*Exercise material*
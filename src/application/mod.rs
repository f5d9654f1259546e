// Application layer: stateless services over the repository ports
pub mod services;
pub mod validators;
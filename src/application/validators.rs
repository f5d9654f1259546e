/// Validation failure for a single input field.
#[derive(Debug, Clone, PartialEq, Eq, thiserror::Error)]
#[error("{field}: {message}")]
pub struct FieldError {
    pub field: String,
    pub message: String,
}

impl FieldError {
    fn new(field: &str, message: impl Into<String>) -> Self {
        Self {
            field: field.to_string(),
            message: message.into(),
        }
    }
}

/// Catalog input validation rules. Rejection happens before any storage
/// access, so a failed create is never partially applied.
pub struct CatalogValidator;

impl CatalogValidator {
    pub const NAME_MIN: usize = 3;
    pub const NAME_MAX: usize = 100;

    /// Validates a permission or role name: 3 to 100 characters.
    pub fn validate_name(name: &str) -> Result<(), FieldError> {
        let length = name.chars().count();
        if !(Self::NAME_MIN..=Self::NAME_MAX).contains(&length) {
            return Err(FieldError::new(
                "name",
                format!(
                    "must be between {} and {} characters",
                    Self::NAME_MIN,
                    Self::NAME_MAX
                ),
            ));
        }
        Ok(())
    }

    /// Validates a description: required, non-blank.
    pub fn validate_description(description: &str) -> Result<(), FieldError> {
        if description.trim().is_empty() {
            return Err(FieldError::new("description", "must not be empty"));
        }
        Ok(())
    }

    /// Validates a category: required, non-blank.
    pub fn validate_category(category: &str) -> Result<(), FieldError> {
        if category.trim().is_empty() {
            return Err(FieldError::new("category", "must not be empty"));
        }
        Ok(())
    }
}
---
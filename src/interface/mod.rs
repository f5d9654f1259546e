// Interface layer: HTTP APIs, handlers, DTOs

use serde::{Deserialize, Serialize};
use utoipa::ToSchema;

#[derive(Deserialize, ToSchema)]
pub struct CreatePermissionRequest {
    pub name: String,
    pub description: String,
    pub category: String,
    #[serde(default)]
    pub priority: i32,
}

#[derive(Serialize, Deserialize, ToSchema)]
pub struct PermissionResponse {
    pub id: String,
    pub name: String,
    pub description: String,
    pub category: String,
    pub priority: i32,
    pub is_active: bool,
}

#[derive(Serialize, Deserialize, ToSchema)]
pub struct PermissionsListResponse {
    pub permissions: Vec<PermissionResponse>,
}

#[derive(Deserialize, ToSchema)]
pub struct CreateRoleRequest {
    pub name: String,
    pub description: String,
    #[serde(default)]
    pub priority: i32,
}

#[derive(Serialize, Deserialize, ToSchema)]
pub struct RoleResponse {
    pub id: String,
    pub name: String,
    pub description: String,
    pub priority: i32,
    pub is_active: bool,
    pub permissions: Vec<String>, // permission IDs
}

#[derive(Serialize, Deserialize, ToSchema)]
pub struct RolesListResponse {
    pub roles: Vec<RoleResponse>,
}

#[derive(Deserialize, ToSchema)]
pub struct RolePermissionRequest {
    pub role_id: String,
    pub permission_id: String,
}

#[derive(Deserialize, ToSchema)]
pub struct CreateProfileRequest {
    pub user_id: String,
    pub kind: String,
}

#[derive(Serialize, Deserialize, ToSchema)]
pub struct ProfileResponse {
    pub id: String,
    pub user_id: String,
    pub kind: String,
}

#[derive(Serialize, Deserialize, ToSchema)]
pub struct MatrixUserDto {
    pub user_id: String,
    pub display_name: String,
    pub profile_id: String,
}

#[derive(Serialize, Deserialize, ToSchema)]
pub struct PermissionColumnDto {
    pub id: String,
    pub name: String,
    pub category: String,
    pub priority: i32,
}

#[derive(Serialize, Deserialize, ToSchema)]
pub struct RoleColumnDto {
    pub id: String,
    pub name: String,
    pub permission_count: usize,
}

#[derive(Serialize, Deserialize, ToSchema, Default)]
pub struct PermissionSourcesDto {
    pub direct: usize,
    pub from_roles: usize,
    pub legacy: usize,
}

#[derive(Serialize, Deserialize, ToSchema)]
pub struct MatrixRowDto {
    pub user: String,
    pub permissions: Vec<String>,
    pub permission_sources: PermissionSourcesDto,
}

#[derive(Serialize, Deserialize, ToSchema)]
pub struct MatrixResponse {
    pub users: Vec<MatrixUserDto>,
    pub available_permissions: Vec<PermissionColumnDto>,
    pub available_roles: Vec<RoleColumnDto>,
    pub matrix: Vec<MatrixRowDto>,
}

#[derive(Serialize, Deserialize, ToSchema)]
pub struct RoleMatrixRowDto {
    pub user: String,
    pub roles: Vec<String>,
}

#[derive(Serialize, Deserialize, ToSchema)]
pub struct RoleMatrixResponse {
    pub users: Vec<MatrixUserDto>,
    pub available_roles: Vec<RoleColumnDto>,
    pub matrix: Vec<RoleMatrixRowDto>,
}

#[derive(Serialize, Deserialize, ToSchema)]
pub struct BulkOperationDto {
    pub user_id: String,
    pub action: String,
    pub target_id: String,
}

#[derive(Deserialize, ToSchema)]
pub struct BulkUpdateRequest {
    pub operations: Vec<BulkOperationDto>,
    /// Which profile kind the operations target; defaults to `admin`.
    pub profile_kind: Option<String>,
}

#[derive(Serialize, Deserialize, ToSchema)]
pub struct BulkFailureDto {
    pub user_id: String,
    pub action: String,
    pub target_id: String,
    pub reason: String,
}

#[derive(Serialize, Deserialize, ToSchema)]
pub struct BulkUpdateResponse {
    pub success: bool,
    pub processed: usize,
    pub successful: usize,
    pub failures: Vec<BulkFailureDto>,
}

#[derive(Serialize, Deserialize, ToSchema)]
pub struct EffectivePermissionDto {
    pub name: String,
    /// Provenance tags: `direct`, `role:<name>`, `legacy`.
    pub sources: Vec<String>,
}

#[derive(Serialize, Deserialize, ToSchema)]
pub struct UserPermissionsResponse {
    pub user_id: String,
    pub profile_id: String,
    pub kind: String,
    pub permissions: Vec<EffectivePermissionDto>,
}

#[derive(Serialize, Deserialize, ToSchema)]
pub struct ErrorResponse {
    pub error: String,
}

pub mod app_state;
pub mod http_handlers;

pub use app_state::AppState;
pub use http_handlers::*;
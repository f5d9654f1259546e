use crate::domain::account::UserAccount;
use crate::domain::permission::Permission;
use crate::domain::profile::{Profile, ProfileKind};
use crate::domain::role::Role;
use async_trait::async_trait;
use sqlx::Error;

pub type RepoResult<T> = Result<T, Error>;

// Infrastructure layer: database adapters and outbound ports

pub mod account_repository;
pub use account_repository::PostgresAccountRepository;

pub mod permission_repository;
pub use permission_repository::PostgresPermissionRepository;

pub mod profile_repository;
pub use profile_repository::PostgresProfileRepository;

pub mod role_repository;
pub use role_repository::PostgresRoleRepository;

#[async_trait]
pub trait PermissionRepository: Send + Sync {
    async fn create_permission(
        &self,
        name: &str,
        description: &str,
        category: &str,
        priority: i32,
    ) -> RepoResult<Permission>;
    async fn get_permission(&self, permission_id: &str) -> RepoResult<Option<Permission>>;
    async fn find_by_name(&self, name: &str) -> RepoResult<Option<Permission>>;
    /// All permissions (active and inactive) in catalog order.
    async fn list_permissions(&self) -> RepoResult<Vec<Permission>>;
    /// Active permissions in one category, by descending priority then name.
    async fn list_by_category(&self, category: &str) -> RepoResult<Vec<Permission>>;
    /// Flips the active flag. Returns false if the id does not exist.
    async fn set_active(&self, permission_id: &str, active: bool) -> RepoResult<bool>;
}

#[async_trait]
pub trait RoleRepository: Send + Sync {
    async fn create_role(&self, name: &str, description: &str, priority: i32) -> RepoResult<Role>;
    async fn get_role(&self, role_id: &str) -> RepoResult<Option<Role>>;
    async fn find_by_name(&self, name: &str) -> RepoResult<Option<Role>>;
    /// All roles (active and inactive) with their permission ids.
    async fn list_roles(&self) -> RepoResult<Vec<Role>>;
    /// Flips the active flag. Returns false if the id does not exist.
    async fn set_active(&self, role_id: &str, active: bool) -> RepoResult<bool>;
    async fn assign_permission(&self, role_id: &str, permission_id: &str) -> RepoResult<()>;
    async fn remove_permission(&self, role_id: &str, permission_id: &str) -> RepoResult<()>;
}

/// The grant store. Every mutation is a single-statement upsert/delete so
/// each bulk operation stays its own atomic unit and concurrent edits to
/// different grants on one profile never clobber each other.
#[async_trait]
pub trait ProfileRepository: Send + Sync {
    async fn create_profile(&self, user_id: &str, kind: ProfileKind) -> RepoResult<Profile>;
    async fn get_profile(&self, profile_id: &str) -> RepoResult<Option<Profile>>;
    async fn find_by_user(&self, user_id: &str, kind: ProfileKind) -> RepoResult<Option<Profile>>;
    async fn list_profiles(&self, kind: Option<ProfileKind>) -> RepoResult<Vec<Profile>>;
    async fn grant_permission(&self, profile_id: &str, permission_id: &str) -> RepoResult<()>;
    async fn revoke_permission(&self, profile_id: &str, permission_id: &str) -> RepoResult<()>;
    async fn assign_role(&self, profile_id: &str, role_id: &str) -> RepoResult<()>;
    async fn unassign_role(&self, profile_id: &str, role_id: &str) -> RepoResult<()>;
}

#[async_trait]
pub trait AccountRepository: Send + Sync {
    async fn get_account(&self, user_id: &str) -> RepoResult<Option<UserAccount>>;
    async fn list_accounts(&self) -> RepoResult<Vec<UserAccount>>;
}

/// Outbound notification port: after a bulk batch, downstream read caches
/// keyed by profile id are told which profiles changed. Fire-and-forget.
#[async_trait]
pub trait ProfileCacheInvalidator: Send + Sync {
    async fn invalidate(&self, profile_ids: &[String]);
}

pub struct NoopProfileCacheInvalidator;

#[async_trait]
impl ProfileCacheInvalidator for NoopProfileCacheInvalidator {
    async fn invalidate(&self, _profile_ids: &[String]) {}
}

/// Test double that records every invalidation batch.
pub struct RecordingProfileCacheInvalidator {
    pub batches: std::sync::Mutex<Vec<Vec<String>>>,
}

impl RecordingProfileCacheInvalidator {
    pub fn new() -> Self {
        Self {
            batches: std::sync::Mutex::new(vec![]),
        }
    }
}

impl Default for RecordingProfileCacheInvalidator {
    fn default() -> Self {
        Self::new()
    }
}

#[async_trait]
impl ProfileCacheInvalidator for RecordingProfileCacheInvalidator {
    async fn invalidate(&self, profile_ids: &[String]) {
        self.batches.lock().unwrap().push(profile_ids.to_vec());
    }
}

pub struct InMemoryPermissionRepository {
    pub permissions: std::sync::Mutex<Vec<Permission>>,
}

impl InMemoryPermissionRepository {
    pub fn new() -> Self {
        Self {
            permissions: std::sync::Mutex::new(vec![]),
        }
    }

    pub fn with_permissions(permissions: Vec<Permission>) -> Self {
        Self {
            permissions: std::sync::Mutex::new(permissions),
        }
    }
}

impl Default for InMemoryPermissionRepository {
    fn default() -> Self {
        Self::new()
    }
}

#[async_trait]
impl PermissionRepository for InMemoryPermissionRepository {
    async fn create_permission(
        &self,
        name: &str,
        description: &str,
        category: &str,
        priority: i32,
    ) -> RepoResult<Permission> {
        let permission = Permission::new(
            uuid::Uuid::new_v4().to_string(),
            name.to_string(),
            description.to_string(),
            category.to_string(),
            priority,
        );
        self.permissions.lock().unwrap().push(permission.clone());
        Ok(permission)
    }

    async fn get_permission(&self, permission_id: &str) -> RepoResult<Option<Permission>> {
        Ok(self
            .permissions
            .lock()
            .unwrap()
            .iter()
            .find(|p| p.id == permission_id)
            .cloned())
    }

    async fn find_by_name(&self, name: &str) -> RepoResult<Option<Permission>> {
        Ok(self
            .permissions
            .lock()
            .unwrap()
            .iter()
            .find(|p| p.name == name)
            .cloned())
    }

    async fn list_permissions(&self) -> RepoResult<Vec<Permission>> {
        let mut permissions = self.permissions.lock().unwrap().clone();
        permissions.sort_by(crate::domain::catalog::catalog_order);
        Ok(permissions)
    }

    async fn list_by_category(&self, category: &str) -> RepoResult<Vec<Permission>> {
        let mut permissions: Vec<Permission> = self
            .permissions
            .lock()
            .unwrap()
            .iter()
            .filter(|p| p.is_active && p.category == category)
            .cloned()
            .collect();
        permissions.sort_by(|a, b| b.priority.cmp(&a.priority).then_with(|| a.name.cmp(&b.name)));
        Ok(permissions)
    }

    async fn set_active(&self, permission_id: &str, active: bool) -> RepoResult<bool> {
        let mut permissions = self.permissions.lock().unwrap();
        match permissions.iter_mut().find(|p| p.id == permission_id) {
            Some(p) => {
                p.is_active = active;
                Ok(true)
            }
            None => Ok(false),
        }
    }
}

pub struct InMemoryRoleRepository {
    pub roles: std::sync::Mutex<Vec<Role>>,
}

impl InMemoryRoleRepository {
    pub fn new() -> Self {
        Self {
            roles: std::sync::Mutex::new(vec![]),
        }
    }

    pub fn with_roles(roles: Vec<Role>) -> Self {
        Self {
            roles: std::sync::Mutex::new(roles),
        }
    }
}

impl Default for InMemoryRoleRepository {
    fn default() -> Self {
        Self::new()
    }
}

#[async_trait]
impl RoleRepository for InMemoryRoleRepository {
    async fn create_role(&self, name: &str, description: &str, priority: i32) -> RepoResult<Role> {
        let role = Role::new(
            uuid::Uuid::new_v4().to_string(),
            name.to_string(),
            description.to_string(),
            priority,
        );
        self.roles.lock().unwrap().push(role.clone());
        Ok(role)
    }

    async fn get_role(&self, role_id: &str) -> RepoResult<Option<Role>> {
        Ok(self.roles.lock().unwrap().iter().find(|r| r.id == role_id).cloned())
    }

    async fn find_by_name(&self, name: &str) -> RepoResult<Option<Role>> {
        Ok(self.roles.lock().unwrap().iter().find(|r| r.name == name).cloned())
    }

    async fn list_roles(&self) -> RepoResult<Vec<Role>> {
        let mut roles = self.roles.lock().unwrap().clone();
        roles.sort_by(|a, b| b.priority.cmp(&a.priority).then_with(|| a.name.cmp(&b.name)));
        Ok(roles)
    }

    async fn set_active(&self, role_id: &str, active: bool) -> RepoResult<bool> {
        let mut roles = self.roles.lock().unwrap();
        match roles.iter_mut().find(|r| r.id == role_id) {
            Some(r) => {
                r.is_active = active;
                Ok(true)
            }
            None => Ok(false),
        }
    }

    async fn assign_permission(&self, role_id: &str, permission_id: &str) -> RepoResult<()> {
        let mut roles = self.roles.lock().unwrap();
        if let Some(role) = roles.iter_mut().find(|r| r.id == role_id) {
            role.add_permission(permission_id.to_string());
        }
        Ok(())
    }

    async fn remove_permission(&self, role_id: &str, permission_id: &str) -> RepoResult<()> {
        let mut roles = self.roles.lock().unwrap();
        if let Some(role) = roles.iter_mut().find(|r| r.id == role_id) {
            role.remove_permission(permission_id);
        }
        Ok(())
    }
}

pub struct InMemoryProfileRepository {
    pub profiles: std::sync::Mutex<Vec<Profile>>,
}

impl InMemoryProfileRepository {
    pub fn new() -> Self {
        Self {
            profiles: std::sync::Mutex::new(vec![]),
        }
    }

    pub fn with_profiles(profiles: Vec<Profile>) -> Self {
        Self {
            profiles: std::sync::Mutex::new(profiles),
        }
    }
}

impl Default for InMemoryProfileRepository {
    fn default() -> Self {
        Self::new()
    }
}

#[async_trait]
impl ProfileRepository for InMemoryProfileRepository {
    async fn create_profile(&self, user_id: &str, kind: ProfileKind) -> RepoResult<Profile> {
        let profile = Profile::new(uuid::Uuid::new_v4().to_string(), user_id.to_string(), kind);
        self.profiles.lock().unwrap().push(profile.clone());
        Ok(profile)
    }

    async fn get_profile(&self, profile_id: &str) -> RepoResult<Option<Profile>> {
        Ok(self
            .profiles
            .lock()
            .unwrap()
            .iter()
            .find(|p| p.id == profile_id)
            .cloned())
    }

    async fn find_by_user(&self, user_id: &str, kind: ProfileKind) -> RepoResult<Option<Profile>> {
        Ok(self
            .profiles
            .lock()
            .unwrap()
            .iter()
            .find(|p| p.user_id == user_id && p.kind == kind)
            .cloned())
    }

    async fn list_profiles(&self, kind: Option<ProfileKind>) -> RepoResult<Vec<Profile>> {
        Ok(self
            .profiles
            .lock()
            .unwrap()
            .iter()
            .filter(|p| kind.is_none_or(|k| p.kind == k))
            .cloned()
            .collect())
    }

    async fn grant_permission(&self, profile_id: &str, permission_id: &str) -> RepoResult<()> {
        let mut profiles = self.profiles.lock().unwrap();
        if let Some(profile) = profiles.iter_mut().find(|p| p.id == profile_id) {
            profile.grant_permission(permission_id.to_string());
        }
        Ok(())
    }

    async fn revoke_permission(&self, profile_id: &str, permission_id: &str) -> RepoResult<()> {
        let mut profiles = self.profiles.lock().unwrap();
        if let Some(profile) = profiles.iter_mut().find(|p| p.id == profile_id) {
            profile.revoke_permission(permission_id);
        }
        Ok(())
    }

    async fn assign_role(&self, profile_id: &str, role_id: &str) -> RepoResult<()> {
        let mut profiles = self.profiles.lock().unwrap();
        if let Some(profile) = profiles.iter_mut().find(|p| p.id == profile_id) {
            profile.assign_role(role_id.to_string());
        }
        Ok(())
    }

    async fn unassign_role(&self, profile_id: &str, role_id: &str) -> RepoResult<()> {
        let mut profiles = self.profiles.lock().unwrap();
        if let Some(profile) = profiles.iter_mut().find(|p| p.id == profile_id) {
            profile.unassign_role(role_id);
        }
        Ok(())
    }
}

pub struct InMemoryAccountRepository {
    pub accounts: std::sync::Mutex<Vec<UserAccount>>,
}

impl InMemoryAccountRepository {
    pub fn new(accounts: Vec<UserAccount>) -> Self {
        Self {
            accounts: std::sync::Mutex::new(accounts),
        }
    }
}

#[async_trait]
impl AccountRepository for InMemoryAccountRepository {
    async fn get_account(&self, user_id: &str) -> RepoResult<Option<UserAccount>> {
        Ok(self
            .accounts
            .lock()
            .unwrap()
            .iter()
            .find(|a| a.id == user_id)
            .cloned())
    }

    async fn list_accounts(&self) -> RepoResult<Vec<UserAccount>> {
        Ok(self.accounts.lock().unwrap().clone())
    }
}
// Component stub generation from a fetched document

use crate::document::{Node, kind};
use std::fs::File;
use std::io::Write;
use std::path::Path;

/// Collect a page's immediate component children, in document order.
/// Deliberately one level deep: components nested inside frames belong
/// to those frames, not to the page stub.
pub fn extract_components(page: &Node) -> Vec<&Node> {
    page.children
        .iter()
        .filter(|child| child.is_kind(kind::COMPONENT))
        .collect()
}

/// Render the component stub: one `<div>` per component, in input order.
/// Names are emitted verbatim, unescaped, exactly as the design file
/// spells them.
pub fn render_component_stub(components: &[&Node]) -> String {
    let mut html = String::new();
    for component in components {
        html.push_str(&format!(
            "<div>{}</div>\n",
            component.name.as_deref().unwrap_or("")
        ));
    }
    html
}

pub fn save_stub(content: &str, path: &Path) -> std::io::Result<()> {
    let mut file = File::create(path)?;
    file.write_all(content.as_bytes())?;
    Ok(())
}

*What the task requires*
Show all lines above holding "RoleMatrixRowDto".

*Solution*
pub struct RoleMatrixRowDto {
    pub matrix: Vec<RoleMatrixRowDto>,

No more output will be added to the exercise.